Against all these reminders of God’s presence and power, it’s easy to feel insignificant, especially when life’s problems dim our perception of who He is. That’s why the concluding verses of this section are so comforting. They’re a wonderful prayer for those “down days” when God seems distant: “How precious to me are your thoughts, O God! How vast is the sum of them! Were I to count them, they would out number the grains of sand. When I awake [even when I waken to dread the day ahead] I am still with you [which gives me hope for the day ahead!]” (verses 17-18, my comments in brackets).

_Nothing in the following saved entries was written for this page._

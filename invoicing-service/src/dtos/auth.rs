use serde::{Deserialize, Serialize};
use utoipa::{IntoParams, ToSchema};
use validator::Validate;

use crate::models::{Company, SanitizedUser};

#[derive(Debug, Deserialize, Validate, ToSchema)]
pub struct RegisterRequest {
    #[validate(email(message = "Invalid email format"))]
    #[schema(example = "jonas@example.lt")]
    pub email: String,

    #[validate(length(min = 8, message = "Password must be at least 8 characters"))]
    #[schema(example = "slaptazodis123", min_length = 8)]
    pub password: String,

    #[validate(length(min = 1, max = 100, message = "First name is required"))]
    #[schema(example = "Jonas")]
    pub first_name: String,

    #[validate(length(min = 1, max = 100, message = "Last name is required"))]
    #[schema(example = "Jonaitis")]
    pub last_name: String,

    #[validate(length(max = 30))]
    pub phone: Option<String>,
}

#[derive(Debug, Deserialize, Validate, ToSchema)]
pub struct LoginRequest {
    #[validate(email(message = "Invalid email format"))]
    #[schema(example = "jonas@example.lt")]
    pub email: String,

    #[validate(length(min = 1, message = "Password is required"))]
    pub password: String,
}

#[derive(Debug, Deserialize, Validate, IntoParams)]
pub struct VerifyQuery {
    #[validate(length(min = 1, message = "Token is required"))]
    pub token: String,
}

#[derive(Debug, Deserialize, Validate, ToSchema)]
pub struct ForgotPasswordRequest {
    #[validate(email(message = "Invalid email format"))]
    pub email: String,
}

#[derive(Debug, Deserialize, Validate, ToSchema)]
pub struct ResetPasswordRequest {
    #[validate(length(min = 1, message = "Token is required"))]
    pub token: String,

    #[validate(length(min = 8, message = "Password must be at least 8 characters"))]
    pub password: String,
}

#[derive(Debug, Deserialize, Validate, ToSchema)]
pub struct UpdateProfileRequest {
    #[validate(length(min = 1, max = 100))]
    pub first_name: Option<String>,
    #[validate(length(min = 1, max = 100))]
    pub last_name: Option<String>,
    #[validate(length(max = 30))]
    pub phone: Option<String>,
}

#[derive(Debug, Deserialize, Validate, ToSchema)]
pub struct ChangePasswordRequest {
    #[validate(length(min = 1, message = "Current password is required"))]
    pub current_password: String,
    #[validate(length(min = 8, message = "New password must be at least 8 characters"))]
    pub new_password: String,
}

#[derive(Debug, Serialize, ToSchema)]
pub struct MeResponse {
    pub user: SanitizedUser,
    pub company: Company,
}
/// VAT export: semicolon separated, one row per line item.
pub fn vat_csv(
    invoices: &[(Invoice, Vec<LineItem>)],
    clients: &HashMap<Uuid, Client>,
) -> Result<Vec<u8>, AppError> {
    let mut writer = csv::WriterBuilder::new()
        .delimiter(b';')
        .from_writer(UTF8_BOM.to_vec());
    writer
        .write_record([
            "Dokumento tipas",
            "Dokumento numeris",
            "Dokumento data",
            "Pirkėjo kodas",
            "Pirkėjo PVM kodas",
            "Pirkėjo pavadinimas",
            "Apmokestinama vertė",
            "PVM suma",
            "PVM tarifas",
        ])
        .map_err(csv_error)?;

    for (invoice, items) in invoices {
        let client = clients.get(&invoice.client_id);
        for item in items {
            writer
                .write_record([
                    "SF".to_string(),
                    invoice.invoice_number.clone(),
                    invoice.invoice_date.to_string(),
                    client.and_then(|c| c.company_code.clone()).unwrap_or_default(),
                    client.and_then(|c| c.vat_code.clone()).unwrap_or_default(),
                    client.map(|c| c.name.clone()).unwrap_or_default(),
                    money(item.line_total),
                    money(item.line_tax),
                    item.tax_rate.to_string(),
                ])
                .map_err(csv_error)?;
        }
    }

    writer.into_inner().map_err(csv_error)
}

/// Base and VAT per rate, ascending by rate.
pub fn vat_breakdown<'a>(items: impl IntoIterator<Item = &'a LineItem>) -> Vec<VatRateTotals> {
    let mut by_rate: BTreeMap<i32, VatRateTotals> = BTreeMap::new();
    for item in items {
        let entry = by_rate.entry(item.tax_rate).or_insert_with(|| VatRateTotals {
            rate: item.tax_rate,
            ..VatRateTotals::default()
        });
        entry.base += item.line_total;
        entry.vat += item.line_tax;
    }
    by_rate.into_values().collect()
}

#[derive(Clone)]
pub struct ReportService {
    store: Arc<dyn InvoicingStore>,
    invoices: InvoiceService,
    entitlements: EntitlementChecker,
}

impl ReportService {
    pub fn new(
        store: Arc<dyn InvoicingStore>,
        invoices: InvoiceService,
        entitlements: EntitlementChecker,
    ) -> Self {
        Self {
            store,
            invoices,
            entitlements,
        }
    }

    async fn all_invoices(&self, company_id: Uuid) -> Result<Vec<Invoice>, AppError> {
        self.invoices.refresh_overdue(company_id).await?;
        self.store
            .list_invoices(company_id, &ListInvoicesFilter::all())
            .await
    }

    async fn clients_by_id(&self, company_id: Uuid) -> Result<HashMap<Uuid, Client>, AppError> {
        let filter = ListClientsFilter {
            include_inactive: true,
            ..ListClientsFilter::default()
        };
        Ok(self
            .store
            .list_clients(company_id, &filter)
            .await?
            .into_iter()
            .map(|c| (c.client_id, c))
            .collect())
    }

    async fn issued_in_quarter(
        &self,
        company_id: Uuid,
        start: NaiveDate,
        end: NaiveDate,
    ) -> Result<Vec<(Invoice, Vec<LineItem>)>, AppError> {
        let mut invoices: Vec<Invoice> = self
            .all_invoices(company_id)
            .await?
            .into_iter()
            .filter(|inv| {
                inv.status().is_issued() && inv.invoice_date >= start && inv.invoice_date <= end
            })
            .collect();
        invoices.sort_by(|a, b| a.invoice_date.cmp(&b.invoice_date).then_with(|| a.invoice_number.cmp(&b.invoice_number)));

        let mut with_items = Vec::with_capacity(invoices.len());
        for invoice in invoices {
            let items = self.store.get_line_items(company_id, invoice.invoice_id).await?;
            with_items.push((invoice, items));
        }
        Ok(with_items)
    }

    #[instrument(skip(self, company), fields(company_id = %company.company_id))]
    pub async fn dashboard(&self, user_id: Uuid, company: &Company) -> Result<Dashboard, AppError> {
        let company_id = company.company_id;
        let invoices = self.all_invoices(company_id).await?;
        let today = Utc::now().date_naive();
        let month_start = first_of_month(today);
        let year_start = NaiveDate::from_ymd_opt(today.year(), 1, 1).unwrap_or(month_start);

        let sum_paid_since = |since: NaiveDate| -> Decimal {
            invoices
                .iter()
                .filter(|inv| paid_between(inv, since, NaiveDate::MAX))
                .map(|inv| inv.total)
                .sum()
        };

        let usage = self.entitlements.usage(company).await?;
        let stats = DashboardStats {
            total_clients: usage.clients.used,
            total_products: usage.products.used,
            invoices_this_month: invoices.iter().filter(|i| i.invoice_date >= month_start).count() as i64,
            invoices_this_year: invoices.iter().filter(|i| i.invoice_date >= year_start).count() as i64,
            revenue_this_month: sum_paid_since(month_start),
            revenue_this_year: sum_paid_since(year_start),
            outstanding: invoices
                .iter()
                .filter(|inv| inv.status().is_outstanding())
                .map(|inv| inv.total)
                .sum(),
        };

        let mut recent = invoices.clone();
        recent.sort_by(|a, b| b.created_utc.cmp(&a.created_utc));
        recent.truncate(RECENT_INVOICES);

        let mut overdue: Vec<Invoice> = invoices
            .iter()
            .filter(|inv| inv.status() == InvoiceStatus::Overdue)
            .cloned()
            .collect();
        overdue.sort_by_key(|inv| inv.due_date);
        overdue.truncate(OVERDUE_INVOICES);

        let revenue_chart = (0..CHART_MONTHS)
            .rev()
            .filter_map(|back| month_start.checked_sub_months(Months::new(back)))
            .map(|start| {
                let end = start
                    .checked_add_months(Months::new(1))
                    .and_then(|next| next.pred_opt())
                    .unwrap_or(start);
                MonthlyRevenuePoint {
                    month: month_key(start),
                    revenue: invoices
                        .iter()
                        .filter(|inv| paid_between(inv, start, end))
                        .map(|inv| inv.total)
                        .sum(),
                }
            })
            .collect();

        Ok(Dashboard {
            stats,
            recent_invoices: recent,
            overdue_invoices: overdue,
            recent_activity: self.store.list_activity(user_id, RECENT_ACTIVITY).await?,
            revenue_chart,
            usage,
        })
    }

    /// Paid invoices by paid date. Defaults to the current year to date.
    #[instrument(skip(self, company), fields(company_id = %company.company_id))]
    pub async fn revenue(
        &self,
        company: &Company,
        from: Option<NaiveDate>,
        to: Option<NaiveDate>,
    ) -> Result<RevenueReport, AppError> {
        self.entitlements.ensure_reports(company)?;
        let today = Utc::now().date_naive();
        let date_from = from.unwrap_or_else(|| NaiveDate::from_ymd_opt(today.year(), 1, 1).unwrap_or(today));
        let date_to = to.unwrap_or(today);

        let mut paid: Vec<Invoice> = self
            .all_invoices(company.company_id)
            .await?
            .into_iter()
            .filter(|inv| paid_between(inv, date_from, date_to))
            .collect();
        paid.sort_by_key(|inv| inv.paid_date);

        let mut monthly: BTreeMap<String, MonthlyRevenue> = BTreeMap::new();
        let mut per_client: HashMap<Uuid, Decimal> = HashMap::new();
        for invoice in &paid {
            if let Some(paid_date) = invoice.paid_date {
                let key = month_key(paid_date);
                let entry = monthly.entry(key.clone()).or_insert_with(|| MonthlyRevenue {
                    month: key,
                    ..MonthlyRevenue::default()
                });
                entry.revenue += invoice.total;
                entry.vat += invoice.tax_amount;
                entry.count += 1;
            }
            *per_client.entry(invoice.client_id).or_default() += invoice.total;
        }

        let clients = self.clients_by_id(company.company_id).await?;
        let mut top_clients: Vec<ClientRevenue> = per_client
            .into_iter()
            .map(|(client_id, total)| ClientRevenue {
                client_id,
                name: clients.get(&client_id).map(|c| c.name.clone()).unwrap_or_default(),
                total,
            })
            .collect();
        top_clients.sort_by(|a, b| b.total.cmp(&a.total).then_with(|| a.name.cmp(&b.name)));
        top_clients.truncate(TOP_CLIENTS);

        Ok(RevenueReport {
            date_from,
            date_to,
            invoice_count: paid.len() as i64,
            total_net: paid.iter().map(|i| i.subtotal).sum(),
            total_vat: paid.iter().map(|i| i.tax_amount).sum(),
            total_revenue: paid.iter().map(|i| i.total).sum(),
            monthly: monthly.into_values().collect(),
            top_clients,
        })
    }

    /// VAT of issued invoices dated in the quarter, grouped by rate.
    #[instrument(skip(self, company), fields(company_id = %company.company_id))]
    pub async fn vat(&self, company: &Company, year: i32, quarter: u32) -> Result<VatReport, AppError> {
        self.entitlements.ensure_reports(company)?;
        let (quarter_start, quarter_end) = quarter_bounds(year, quarter)?;
        let issued = self
            .issued_in_quarter(company.company_id, quarter_start, quarter_end)
            .await?;

        let breakdown = vat_breakdown(issued.iter().flat_map(|(_, items)| items.iter()));
        Ok(VatReport {
            year,
            quarter,
            quarter_start,
            quarter_end,
            invoice_count: issued.len() as i64,
            total_base: breakdown.iter().map(|r| r.base).sum(),
            total_vat: breakdown.iter().map(|r| r.vat).sum(),
            breakdown,
        })
    }

    /// Invoice totals per client, largest first.
    #[instrument(skip(self, company), fields(company_id = %company.company_id))]
    pub async fn clients(&self, company: &Company) -> Result<Vec<ClientSummary>, AppError> {
        self.entitlements.ensure_reports(company)?;
        let invoices = self.all_invoices(company.company_id).await?;
        let clients = self.clients_by_id(company.company_id).await?;

        let mut summaries: Vec<ClientSummary> = clients
            .values()
            .map(|client| {
                let mine = invoices.iter().filter(|inv| inv.client_id == client.client_id);
                let mut summary = ClientSummary {
                    client_id: client.client_id,
                    name: client.name.clone(),
                    is_active: client.is_active,
                    invoice_count: 0,
                    total_invoiced: Decimal::ZERO,
                    total_paid: Decimal::ZERO,
                    outstanding: Decimal::ZERO,
                };
                for invoice in mine {
                    summary.invoice_count += 1;
                    summary.total_invoiced += invoice.total;
                    match invoice.status() {
                        InvoiceStatus::Paid => summary.total_paid += invoice.total,
                        status if status.is_outstanding() => summary.outstanding += invoice.total,
                        _ => {}
                    }
                }
                summary
            })
            .collect();
        summaries.sort_by(|a, b| {
            b.total_invoiced
                .cmp(&a.total_invoiced)
                .then_with(|| a.name.cmp(&b.name))
        });
        Ok(summaries)
    }

    #[instrument(skip(self, company), fields(company_id = %company.company_id))]
    pub async fn export_invoices(
        &self,
        company: &Company,
        from: Option<NaiveDate>,
        to: Option<NaiveDate>,
    ) -> Result<Vec<u8>, AppError> {
        self.entitlements.ensure_reports(company)?;
        let mut invoices: Vec<Invoice> = self
            .all_invoices(company.company_id)
            .await?
            .into_iter()
            .filter(|inv| from.map_or(true, |d| inv.invoice_date >= d))
            .filter(|inv| to.map_or(true, |d| inv.invoice_date <= d))
            .collect();
        invoices.sort_by(|a, b| a.invoice_date.cmp(&b.invoice_date).then_with(|| a.invoice_number.cmp(&b.invoice_number)));

        let clients = self.clients_by_id(company.company_id).await?;
        invoices_csv(&invoices, &clients)
    }

    #[instrument(skip(self, company), fields(company_id = %company.company_id))]
    pub async fn export_vat(&self, company: &Company, year: i32, quarter: u32) -> Result<Vec<u8>, AppError> {
        self.entitlements.ensure_reports(company)?;
        let (start, end) = quarter_bounds(year, quarter)?;
        let issued = self.issued_in_quarter(company.company_id, start, end).await?;
        let clients = self.clients_by_id(company.company_id).await?;
        vat_csv(&issued, &clients)
    }
}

RESPONSE (VV. 19-24)The concluding section almost seems out of place after the majority of the psalm exalts God’s great knowledge, presence, and power. David expresses righteous indignation about his enemies when he asks God to slay the wicked. This seems strange unless we remember that God is holy, and all face the choice of accepting Him in all His holiness, or choosing to sin and reject Him. Sinners are objects of both God’s love and God’s wrath: “The wages of sin is death, but the gift of God is eternal life in Christ Jesus our Lord” (Romans 6:23). David is also separating himself from the evil around him (vv. 21-22) as he seeks to love and serve only God.
Not only does David abhor the evil of his nation and culture, he wants all of it purged from himself:Search me, O God, and know my heart; test me and know my anxious thoughts. See if there is any offensive way in me, and lead me in the way everlasting. (vv. 23-24)
Of course, God doesn’t need to “search” because He knows all about David (and us), anyway. But David is expressing his desire to be shown his sin. As someone once put it, “Roof off to God.” Paul explained it to one of the New Testament churches, as taking captive every thought to make it obedient to Christ (2 Corinthians. 10:5).
A key word for this psalm is “known.” God is so great—so all-knowing, so “everywhere,” and so powerful--that we cannot “know” all that He is. Yet He knows everything about us, from the very first cells that became “us,” custom-designed for His purposes. And that brings us back to David’s awe expressed in verse 6: “Such knowledge is too wonderful for me.”